[Records provided]
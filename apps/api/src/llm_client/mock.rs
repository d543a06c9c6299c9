//! Scripted in-process model backend for tests.

use std::sync::{Arc, Mutex};
use std::time::Duration;

use async_trait::async_trait;

use crate::llm_client::structured::StructuredClient;
use crate::llm_client::{LlmError, ModelBackend, ModelRequest};

enum Reply {
    Payload(String),
    ApiFailure { status: u16, message: String },
    Stall,
}

/// Answers every call the same way and records what it was asked.
pub struct ScriptedBackend {
    reply: Reply,
    calls: Mutex<Vec<RecordedCall>>,
}

#[derive(Debug, Clone)]
pub struct RecordedCall {
    pub system: String,
    pub prompt: String,
    pub schema: &'static str,
}

impl ScriptedBackend {
    pub fn replying(payload: impl Into<String>) -> Arc<Self> {
        Self::with(Reply::Payload(payload.into()))
    }

    pub fn failing(status: u16, message: &str) -> Arc<Self> {
        Self::with(Reply::ApiFailure {
            status,
            message: message.to_string(),
        })
    }

    /// Never answers within any reasonable timeout.
    pub fn stalling() -> Arc<Self> {
        Self::with(Reply::Stall)
    }

    fn with(reply: Reply) -> Arc<Self> {
        Arc::new(Self {
            reply,
            calls: Mutex::new(Vec::new()),
        })
    }

    pub fn calls(&self) -> Vec<RecordedCall> {
        self.calls.lock().unwrap().clone()
    }

    pub fn client(self: &Arc<Self>) -> StructuredClient {
        StructuredClient::new(self.clone(), Duration::from_secs(5))
    }
}

#[async_trait]
impl ModelBackend for ScriptedBackend {
    async fn invoke(&self, request: ModelRequest<'_>) -> Result<String, LlmError> {
        self.calls.lock().unwrap().push(RecordedCall {
            system: request.system.to_string(),
            prompt: request.prompt.to_string(),
            schema: request.schema.name,
        });

        match &self.reply {
            Reply::Payload(payload) => Ok(payload.clone()),
            Reply::ApiFailure { status, message } => Err(LlmError::Api {
                status: *status,
                message: message.clone(),
            }),
            Reply::Stall => {
                tokio::time::sleep(Duration::from_secs(3600)).await;
                Err(LlmError::EmptyContent)
            }
        }
    }
}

[About this task] Among the lines above, find those with the string "ModelBackend" and copy them.

[Reply]
use crate::llm_client::{LlmError, ModelBackend, ModelRequest};
impl ModelBackend for ScriptedBackend {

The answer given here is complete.